OpenShift-PSAP CI Artifacs

This repository contains Ansible roles and playbooks for OpenShift PSAP CI.

Performance & Latency Sensitive Application Platform

Quickstart

Requirements: (localhost)

Ansible >= 2.9.5
OpenShift Client (oc)
A kubeconfig config file defined at KUBECONFIG

CI testing of the GPU Operator

The main goal of this repository is to perform nightly testing of the GPU Operator.

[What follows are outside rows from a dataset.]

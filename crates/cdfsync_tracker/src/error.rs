//! Error types for ledger operations.

use std::io;
use thiserror::Error;

/// Result type for ledger operations.
pub type TrackerResult<T> = Result<T, TrackerError>;

/// Errors that can occur while reading or writing the import ledger.
#[derive(Debug, Error)]
pub enum TrackerError {
    /// An I/O error occurred.
    #[error("I/O error: {0}")]
    Io(#[from] io::Error),

    /// Attempted to read beyond the end of the ledger.
    #[error("read beyond end of ledger: offset {offset}, len {len}, size {size}")]
    ReadPastEnd {
        /// The requested read offset.
        offset: u64,
        /// The requested read length.
        len: usize,
        /// The current ledger size.
        size: u64,
    },

    /// A complete frame failed validation.
    #[error("ledger corrupted at offset {offset}: {reason}")]
    Corrupted {
        /// Offset of the bad frame.
        offset: u64,
        /// What was wrong with it.
        reason: String,
    },

    /// A record could not be encoded.
    #[error("record encoding failed: {0}")]
    Encode(String),

    /// A record payload could not be decoded.
    #[error("record decoding failed: {0}")]
    Decode(String),
}

impl TrackerError {
    /// Creates a corruption error.
    pub fn corrupted(offset: u64, reason: impl Into<String>) -> Self {
        Self::Corrupted {
            offset,
            reason: reason.into(),
        }
    }
}

#[cfg(test)]
mod tests {
    use super::*;

    #[test]
    fn corrupted_display() {
        let err = TrackerError::corrupted(42, "crc mismatch");
        assert_eq!(
            err.to_string(),
            "ledger corrupted at offset 42: crc mismatch"
        );
    }
}
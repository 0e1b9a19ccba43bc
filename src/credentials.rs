//! API credentials.

use std::fmt;

use secrecy::{ExposeSecret, SecretString};

use crate::{Error, Result};

/// Environment variable read by [`Credentials::from_env`].
pub const API_KEY_ENV: &str = "VULTR_API_KEY";

/// A Vultr API key, sent as a bearer token.
///
/// The key is held in a [`SecretString`] and never printed by `Debug`.
///
/// # Examples
///
/// ```
/// use vultr_rest::Credentials;
///
/// let credentials = Credentials::new("my-api-key");
/// assert_eq!(credentials.authorization(), "Bearer my-api-key");
/// assert!(!format!("{:?}", credentials).contains("my-api-key"));
/// ```
#[derive(Clone)]
pub struct Credentials {
    api_key: SecretString,
}

impl Credentials {
    /// Wraps an API key.
    pub fn new(api_key: impl Into<String>) -> Self {
        Self {
            api_key: SecretString::from(api_key.into()),
        }
    }

    /// Reads the API key from `VULTR_API_KEY`.
    ///
    /// # Errors
    ///
    /// Returns [`Error::MissingCredentials`] if the variable is unset or empty.
    pub fn from_env() -> Result<Self> {
        Self::from_var(API_KEY_ENV)
    }

    /// Reads the API key from the named environment variable.
    ///
    /// # Errors
    ///
    /// Returns [`Error::MissingCredentials`] if the variable is unset or empty.
    pub fn from_var(name: &str) -> Result<Self> {
        match std::env::var(name) {
            Ok(key) if !key.trim().is_empty() => Ok(Self::new(key.trim())),
            Ok(_) => Err(Error::MissingCredentials(format!("{} is empty", name))),
            Err(e) => Err(Error::MissingCredentials(format!("{}: {}", name, e))),
        }
    }

    /// The `Authorization` header value.
    pub fn authorization(&self) -> String {
        format!("Bearer {}", self.api_key.expose_secret())
    }
}

impl fmt::Debug for Credentials {
    fn fmt(&self, f: &mut fmt::Formatter<'_>) -> fmt::Result {
        f.debug_struct("Credentials")
            .field("api_key", &"[REDACTED]")
            .finish()
    }
}
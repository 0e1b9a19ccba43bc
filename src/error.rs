//! Error types.
//!
//! Three layers of failure exist in this crate:
//!
//! - [`ErrorResponse`] is the normalized failure every call resolves to. It is
//!   what callers branch on, and it never needs null-checking: there is always
//!   a status code (`0` when no HTTP status was obtained) and a message.
//! - [`Error`] covers local configuration problems found while building a
//!   client or a request (bad URL, bad header, missing credentials).
//! - [`TransportError`] is what a [`Transport`](crate::Transport) reports when
//!   it could not produce an HTTP response at all.

use std::fmt;

use serde::{Deserialize, Serialize};

/// A normalized failed API call.
///
/// # Examples
///
/// ```no_run
/// use vultr_rest::{Client, Credentials};
///
/// # async fn example() -> Result<(), vultr_rest::Error> {
/// let client = Client::builder()
///     .credentials(Credentials::new("my-api-key"))
///     .build()?;
///
/// match client.get("instances/does-not-exist").await {
///     Ok(response) => println!("Found: {:?}", response.data),
///     Err(err) if err.status_code == 0 => eprintln!("Never reached Vultr: {}", err.error),
///     Err(err) => eprintln!("Vultr said {}: {}", err.status_code, err.error),
/// }
/// # Ok(())
/// # }
/// ```
#[derive(Debug, Clone, PartialEq, Eq, Serialize, Deserialize)]
pub struct ErrorResponse {
    /// The HTTP status, or `0` if the call failed before a status was received.
    pub status_code: u16,

    /// Human-readable description, provider-supplied when available.
    pub error: String,
}

impl ErrorResponse {
    /// Creates a new `ErrorResponse`.
    pub fn new(status_code: u16, error: impl Into<String>) -> Self {
        Self {
            status_code,
            error: error.into(),
        }
    }

    /// A failure that happened before any HTTP status was obtained.
    pub fn local(error: impl Into<String>) -> Self {
        Self::new(0, error)
    }

    /// Returns `true` if the call never produced an HTTP status.
    pub fn is_local(&self) -> bool {
        self.status_code == 0
    }

    /// Returns `true` if the call failed at the network level (connection,
    /// DNS, TLS, timeout).
    pub fn is_network_error(&self) -> bool {
        self.is_local() && self.error.starts_with("Network error")
    }

    /// Returns `true` for 4xx responses.
    pub fn is_client_error(&self) -> bool {
        (400..500).contains(&self.status_code)
    }

    /// Returns `true` for 5xx responses.
    pub fn is_server_error(&self) -> bool {
        (500..600).contains(&self.status_code)
    }

    /// Returns `true` if repeating the same call might succeed.
    ///
    /// Network failures, 429 and 5xx responses are considered retryable.
    /// Other local failures, 4xx responses and 2xx responses with an
    /// unreadable body are not.
    ///
    /// # Examples
    ///
    /// ```
    /// use vultr_rest::ErrorResponse;
    ///
    /// assert!(ErrorResponse::new(503, "Service Unavailable").is_retryable());
    /// assert!(ErrorResponse::new(429, "Rate limit exceeded").is_retryable());
    /// assert!(!ErrorResponse::new(400, "invalid region").is_retryable());
    /// ```
    pub fn is_retryable(&self) -> bool {
        self.is_network_error() || self.status_code == 429 || self.is_server_error()
    }
}

impl fmt::Display for ErrorResponse {
    fn fmt(&self, f: &mut fmt::Formatter<'_>) -> fmt::Result {
        write!(f, "status {}: {}", self.status_code, self.error)
    }
}

impl std::error::Error for ErrorResponse {}

impl From<Error> for ErrorResponse {
    fn from(err: Error) -> Self {
        ErrorResponse::local(format!("Unexpected error: {}", err))
    }
}

impl From<TransportError> for ErrorResponse {
    fn from(err: TransportError) -> Self {
        if err.is_network() {
            ErrorResponse::local(format!("Network error: {}", err))
        } else {
            ErrorResponse::local(format!("Unexpected error: {}", err))
        }
    }
}

/// Local configuration errors raised while building clients and requests.
#[derive(thiserror::Error, Debug)]
pub enum Error {
    /// Invalid configuration was provided, such as an invalid header name or
    /// value, or an unresolved URL placeholder.
    #[error("Configuration error: {0}")]
    ConfigurationError(String),

    /// An invalid URL was provided.
    #[error("Invalid URL: {0}")]
    InvalidUrl(#[from] url::ParseError),

    /// No usable API key was available.
    #[error("Missing credentials: {0}")]
    MissingCredentials(String),

    /// The request body could not be serialized to JSON.
    #[error("Failed to serialize request: {0}")]
    SerializationFailed(String),
}

/// A specialized `Result` type for configuration steps.
pub type Result<T> = std::result::Result<T, Error>;

/// Failure reported by a [`Transport`](crate::Transport) before an HTTP
/// response could be handed back, or while reading its body.
#[derive(thiserror::Error, Debug)]
pub enum TransportError {
    /// Connection, DNS, TLS or protocol failure in reqwest.
    #[error("{0}")]
    Network(#[from] reqwest::Error),

    /// The call did not complete within the configured timeout.
    #[error("request timed out")]
    Timeout,

    /// The call was cancelled before completing.
    #[error("request cancelled")]
    Cancelled,

    /// The response body stream failed.
    #[error("failed to read response body: {0}")]
    Body(String),

    /// The descriptor could not be turned into a wire request.
    #[error("invalid request: {0}")]
    InvalidRequest(String),

    /// Any other transport fault.
    #[error("{0}")]
    Other(String),
}

impl TransportError {
    /// Returns `true` for connectivity-level failures.
    pub fn is_network(&self) -> bool {
        matches!(
            self,
            TransportError::Network(_) | TransportError::Timeout | TransportError::Cancelled
        )
    }
}

#[cfg(test)]
mod tests {
    use super::*;

    #[test]
    fn test_transport_error_classification() {
        let err: ErrorResponse = TransportError::Timeout.into();
        assert_eq!(err, ErrorResponse::new(0, "Network error: request timed out"));

        let err: ErrorResponse = TransportError::Other("boom".to_string()).into();
        assert_eq!(err, ErrorResponse::new(0, "Unexpected error: boom"));
    }

    #[test]
    fn test_configuration_error_becomes_local_failure() {
        let err: ErrorResponse = Error::ConfigurationError("bad header".to_string()).into();
        assert!(err.is_local());
        assert_eq!(err.error, "Unexpected error: Configuration error: bad header");
    }

    #[test]
    fn test_status_predicates() {
        assert!(ErrorResponse::new(404, "not found").is_client_error());
        assert!(ErrorResponse::new(502, "bad gateway").is_server_error());
        assert!(ErrorResponse::local("Network error: refused").is_retryable());
        assert!(!ErrorResponse::local("Request method not set").is_retryable());
        assert!(!ErrorResponse::new(200, "Status 200: Failed to decode JSON response").is_retryable());
    }
}
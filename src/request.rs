//! Request descriptors.
//!
//! A [`RequestDescriptor`] is an immutable description of one HTTP call: the
//! fully resolved URL, the method, headers, query parameters and an optional
//! pre-serialized JSON body. Descriptors are assembled with a
//! [`RequestBuilder`].

use std::collections::BTreeMap;
use std::fmt;

use http::{HeaderMap, HeaderName, HeaderValue};
use serde::Serialize;
use url::Url;

use crate::{Error, Result};

/// HTTP methods used by the Vultr API.
#[derive(Debug, Clone, Copy, PartialEq, Eq, Hash)]
pub enum Method {
    Get,
    Post,
    Put,
    Patch,
    Delete,
    Options,
}

impl Method {
    /// The uppercase method name as sent on the wire.
    pub fn as_str(&self) -> &'static str {
        match self {
            Method::Get => "GET",
            Method::Post => "POST",
            Method::Put => "PUT",
            Method::Patch => "PATCH",
            Method::Delete => "DELETE",
            Method::Options => "OPTIONS",
        }
    }
}

impl fmt::Display for Method {
    fn fmt(&self, f: &mut fmt::Formatter<'_>) -> fmt::Result {
        f.write_str(self.as_str())
    }
}

impl From<Method> for http::Method {
    fn from(method: Method) -> Self {
        match method {
            Method::Get => http::Method::GET,
            Method::Post => http::Method::POST,
            Method::Put => http::Method::PUT,
            Method::Patch => http::Method::PATCH,
            Method::Delete => http::Method::DELETE,
            Method::Options => http::Method::OPTIONS,
        }
    }
}

/// A query parameter value.
#[derive(Debug, Clone, PartialEq, Eq)]
pub enum ParamValue {
    Str(String),
    Int(i64),
}

impl fmt::Display for ParamValue {
    fn fmt(&self, f: &mut fmt::Formatter<'_>) -> fmt::Result {
        match self {
            ParamValue::Str(s) => f.write_str(s),
            ParamValue::Int(n) => write!(f, "{}", n),
        }
    }
}

impl From<String> for ParamValue {
    fn from(value: String) -> Self {
        ParamValue::Str(value)
    }
}

impl From<&str> for ParamValue {
    fn from(value: &str) -> Self {
        ParamValue::Str(value.to_string())
    }
}

impl From<i64> for ParamValue {
    fn from(value: i64) -> Self {
        ParamValue::Int(value)
    }
}

impl From<i32> for ParamValue {
    fn from(value: i32) -> Self {
        ParamValue::Int(value.into())
    }
}

impl From<u32> for ParamValue {
    fn from(value: u32) -> Self {
        ParamValue::Int(value.into())
    }
}

/// Everything needed to issue one HTTP call.
///
/// The descriptor is immutable once built, so it can be shared, logged and
/// executed any number of times.
///
/// # Examples
///
/// ```
/// use vultr_rest::{Method, RequestDescriptor};
///
/// # fn example() -> Result<(), vultr_rest::Error> {
/// let descriptor = RequestDescriptor::builder("https://api.vultr.com/v2/instances")?
///     .method(Method::Get)
///     .header("Authorization", "Bearer my-api-key")?
///     .query("per_page", 50)
///     .build();
///
/// assert_eq!(descriptor.method(), Some(Method::Get));
/// assert_eq!(descriptor.query_url().as_str(), "https://api.vultr.com/v2/instances?per_page=50");
/// # Ok(())
/// # }
/// ```
#[derive(Debug, Clone)]
pub struct RequestDescriptor {
    url: Url,
    method: Option<Method>,
    headers: HeaderMap,
    query_params: BTreeMap<String, ParamValue>,
    body: Option<String>,
}

impl RequestDescriptor {
    /// Starts a descriptor for the given absolute URL.
    ///
    /// # Errors
    ///
    /// Returns an error if the URL cannot be parsed.
    pub fn builder(url: impl AsRef<str>) -> Result<RequestBuilder> {
        Ok(RequestBuilder::new(Url::parse(url.as_ref())?))
    }

    /// The resolved URL, without query parameters.
    pub fn url(&self) -> &Url {
        &self.url
    }

    /// The HTTP method, if one was set.
    pub fn method(&self) -> Option<Method> {
        self.method
    }

    pub fn headers(&self) -> &HeaderMap {
        &self.headers
    }

    pub fn query_params(&self) -> &BTreeMap<String, ParamValue> {
        &self.query_params
    }

    /// The pre-serialized JSON body.
    pub fn body(&self) -> Option<&str> {
        self.body.as_deref()
    }

    /// The URL with query parameters appended.
    pub fn query_url(&self) -> Url {
        let mut url = self.url.clone();
        if !self.query_params.is_empty() {
            let mut pairs = url.query_pairs_mut();
            for (key, value) in &self.query_params {
                pairs.append_pair(key, &value.to_string());
            }
        }
        url
    }
}

/// Builder for [`RequestDescriptor`].
///
/// Headers and query parameters accumulate; adding the same key twice keeps
/// the last value.
#[derive(Debug, Clone)]
pub struct RequestBuilder {
    url: Url,
    method: Option<Method>,
    headers: HeaderMap,
    query_params: BTreeMap<String, ParamValue>,
    body: Option<String>,
}

impl RequestBuilder {
    /// Creates a builder for an already parsed URL.
    pub fn new(url: Url) -> Self {
        Self {
            url,
            method: None,
            headers: HeaderMap::new(),
            query_params: BTreeMap::new(),
            body: None,
        }
    }

    /// Sets the HTTP method.
    pub fn method(mut self, method: Method) -> Self {
        self.method = Some(method);
        self
    }

    /// Adds a header to the request.
    ///
    /// # Errors
    ///
    /// Returns an error if the header name or value is invalid.
    pub fn header(mut self, name: impl AsRef<str>, value: impl AsRef<str>) -> Result<Self> {
        let name = HeaderName::try_from(name.as_ref())
            .map_err(|e| Error::ConfigurationError(format!("Invalid header name: {}", e)))?;
        let value = HeaderValue::try_from(value.as_ref())
            .map_err(|e| Error::ConfigurationError(format!("Invalid header value: {}", e)))?;
        self.headers.insert(name, value);
        Ok(self)
    }

    /// Adds every header from `headers`, replacing existing values.
    pub fn headers(mut self, headers: &HeaderMap) -> Self {
        for (name, value) in headers {
            self.headers.insert(name.clone(), value.clone());
        }
        self
    }

    /// Adds a query parameter to the request.
    pub fn query(mut self, key: impl Into<String>, value: impl Into<ParamValue>) -> Self {
        self.query_params.insert(key.into(), value.into());
        self
    }

    /// Adds a query parameter only when `value` is present.
    pub fn query_opt(self, key: impl Into<String>, value: Option<impl Into<ParamValue>>) -> Self {
        match value {
            Some(value) => self.query(key, value),
            None => self,
        }
    }

    /// Sets a pre-serialized JSON body.
    pub fn body(mut self, body: impl Into<String>) -> Self {
        self.body = Some(body.into());
        self
    }

    /// Serializes `body` to JSON text and sets it as the body.
    ///
    /// # Errors
    ///
    /// Returns an error if `body` cannot be serialized.
    pub fn json<T: Serialize + ?Sized>(self, body: &T) -> Result<Self> {
        let text =
            serde_json::to_string(body).map_err(|e| Error::SerializationFailed(e.to_string()))?;
        Ok(self.body(text))
    }

    /// Finishes the descriptor.
    pub fn build(self) -> RequestDescriptor {
        RequestDescriptor {
            url: self.url,
            method: self.method,
            headers: self.headers,
            query_params: self.query_params,
            body: self.body,
        }
    }
}

#[cfg(test)]
mod tests {
    use super::*;

    #[test]
    fn test_last_header_write_wins() {
        let descriptor = RequestDescriptor::builder("https://api.vultr.com/v2/account")
            .unwrap()
            .header("Authorization", "Bearer old")
            .unwrap()
            .header("authorization", "Bearer new")
            .unwrap()
            .build();

        assert_eq!(descriptor.headers().len(), 1);
        assert_eq!(descriptor.headers()["authorization"], "Bearer new");
    }

    #[test]
    fn test_invalid_header_rejected() {
        let result = RequestDescriptor::builder("https://api.vultr.com/v2/account")
            .unwrap()
            .header("bad header", "x");
        assert!(matches!(result, Err(Error::ConfigurationError(_))));
    }

    #[test]
    fn test_query_params_accumulate() {
        let descriptor = RequestDescriptor::builder("https://api.vultr.com/v2/instances")
            .unwrap()
            .query("per_page", 10)
            .query("cursor", "abc")
            .query("per_page", 25)
            .query_opt("label", None::<&str>)
            .build();

        assert_eq!(descriptor.query_params().len(), 2);
        assert_eq!(descriptor.query_params()["per_page"], ParamValue::Int(25));
        assert_eq!(
            descriptor.query_url().as_str(),
            "https://api.vultr.com/v2/instances?cursor=abc&per_page=25"
        );
    }

    #[test]
    fn test_method_unset_by_default() {
        let descriptor = RequestDescriptor::builder("https://api.vultr.com/v2/account")
            .unwrap()
            .build();
        assert_eq!(descriptor.method(), None);
        assert_eq!(descriptor.body(), None);
    }

    #[test]
    fn test_json_body() {
        let descriptor = RequestDescriptor::builder("https://api.vultr.com/v2/instances")
            .unwrap()
            .method(Method::Post)
            .json(&serde_json::json!({"region": "ewr"}))
            .unwrap()
            .build();
        assert_eq!(descriptor.body(), Some(r#"{"region":"ewr"}"#));
    }

    #[test]
    fn test_invalid_url() {
        assert!(matches!(
            RequestDescriptor::builder("not a url"),
            Err(Error::InvalidUrl(_))
        ));
    }
}
impl Client {
    /// Creates a new `ClientBuilder` for configuring a client.
    pub fn builder() -> ClientBuilder {
        ClientBuilder::new()
    }

    /// The base URL relative paths are resolved against.
    pub fn base_url(&self) -> &Url {
        &self.inner.base_url
    }

    /// Starts a request for `path`, relative to the base URL.
    ///
    /// The builder already carries the client's default headers, including
    /// the `Authorization` header when credentials were configured. Further
    /// headers, query parameters and a body can be added before building.
    ///
    /// # Errors
    ///
    /// Returns an error if `path` does not form a valid URL, or if it resolves
    /// outside the base URL (an absolute URL, or `..` segments climbing above
    /// the base path). The `Authorization` header never leaves the API host.
    ///
    /// # Examples
    ///
    /// ```no_run
    /// use vultr_rest::{endpoints, Client, Credentials, Method};
    ///
    /// # async fn example() -> Result<(), Box<dyn std::error::Error>> {
    /// let client = Client::builder()
    ///     .credentials(Credentials::new("my-api-key"))
    ///     .build()?;
    ///
    /// let descriptor = client
    ///     .request(Method::Get, endpoints::INSTANCES.path()?)?
    ///     .query("per_page", 100)
    ///     .query("region", "ewr")
    ///     .build();
    ///
    /// let page = client.execute(&descriptor).await?;
    /// println!("{} instances in total", page.meta.map(|m| m.total).unwrap_or(0));
    /// # Ok(())
    /// # }
    /// ```
    pub fn request(&self, method: Method, path: impl AsRef<str>) -> Result<RequestBuilder> {
        let path = path.as_ref();
        let base_url = &self.inner.base_url;
        let url = base_url.join(path.trim_start_matches('/'))?;
        if url.origin() != base_url.origin() || !url.path().starts_with(base_url.path()) {
            return Err(Error::ConfigurationError(format!(
                "Path {:?} resolves outside of {}",
                path, base_url
            )));
        }
        Ok(RequestBuilder::new(url)
            .method(method)
            .headers(&self.inner.default_headers))
    }

    /// Executes a descriptor, retrying failures the retry predicate accepts
    /// for as long as the retry strategy allows.
    ///
    /// With the default strategy this is exactly one call to [`execute`].
    /// When retries run out, the last failure is returned.
    pub async fn execute(&self, descriptor: &RequestDescriptor) -> ApiResult {
        let mut attempt = 0;

        loop {
            attempt += 1;

            let error = match execute(self.inner.transport.as_ref(), descriptor).await {
                Ok(response) => return Ok(response),
                Err(error) => error,
            };

            if !self.inner.retry_predicate.should_retry(&error, attempt) {
                return Err(error);
            }

            let Some(delay) = self.inner.retry_strategy.delay_for_attempt(attempt) else {
                if attempt > 1 {
                    tracing::warn!(
                        attempts = attempt,
                        status = error.status_code,
                        url = %descriptor.url(),
                        "Giving up after retries"
                    );
                }
                return Err(error);
            };

            tracing::info!(
                attempt = attempt,
                delay_ms = delay.as_millis() as u64,
                status = error.status_code,
                error = %error.error,
                url = %descriptor.url(),
                "Retrying request after delay"
            );
            tokio::time::sleep(delay).await;
        }
    }

    /// Builds and executes a call with an optional JSON body.
    ///
    /// Failures while building the request come back as a local
    /// [`ErrorResponse`](crate::ErrorResponse).
    pub async fn call<B>(&self, method: Method, path: impl AsRef<str>, body: Option<&B>) -> ApiResult
    where
        B: Serialize + ?Sized,
    {
        let mut builder = self.request(method, path)?;
        if let Some(body) = body {
            builder = builder.json(body)?;
        }
        self.execute(&builder.build()).await
    }

    /// Makes a GET request to `path`.
    pub async fn get(&self, path: impl AsRef<str>) -> ApiResult {
        self.call::<()>(Method::Get, path, None).await
    }

    /// Makes a DELETE request to `path`.
    pub async fn delete(&self, path: impl AsRef<str>) -> ApiResult {
        self.call::<()>(Method::Delete, path, None).await
    }

    /// Makes a POST request to `path` with a JSON body.
    pub async fn post<B>(&self, path: impl AsRef<str>, body: &B) -> ApiResult
    where
        B: Serialize + ?Sized,
    {
        self.call(Method::Post, path, Some(body)).await
    }

    /// Makes a PUT request to `path` with a JSON body.
    pub async fn put<B>(&self, path: impl AsRef<str>, body: &B) -> ApiResult
    where
        B: Serialize + ?Sized,
    {
        self.call(Method::Put, path, Some(body)).await
    }

    /// Makes a PATCH request to `path` with a JSON body.
    pub async fn patch<B>(&self, path: impl AsRef<str>, body: &B) -> ApiResult
    where
        B: Serialize + ?Sized,
    {
        self.call(Method::Patch, path, Some(body)).await
    }
}

impl std::fmt::Debug for Client {
    fn fmt(&self, f: &mut std::fmt::Formatter<'_>) -> std::fmt::Result {
        f.debug_struct("Client")
            .field("base_url", &self.inner.base_url.as_str())
            .field("retry_strategy", &self.inner.retry_strategy)
            .finish_non_exhaustive()
    }
}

This consists in multiple pieces:

a container image definition;
an [entrypoint script](for the container image) that will run in the container image;
a set of config files and associated jobs for PROW CI engine.

See there for the nightly CI results.

As an example, the nightly tests currently run commands such as:

run gpu-operator_test-operatorhub    # test the GPU Operator from OperatorHub installation
run gpu-operator_test-master-branch  # test the GPU Operator from its `master` branch
run gpu-operator_test-helm 1.4.0     # test the GPU Operator from Helm installation

These commands will in-turn trigger toolbox commands, in order to prepare the cluster, install the relevant operators and validate the successful usage of the GPUs.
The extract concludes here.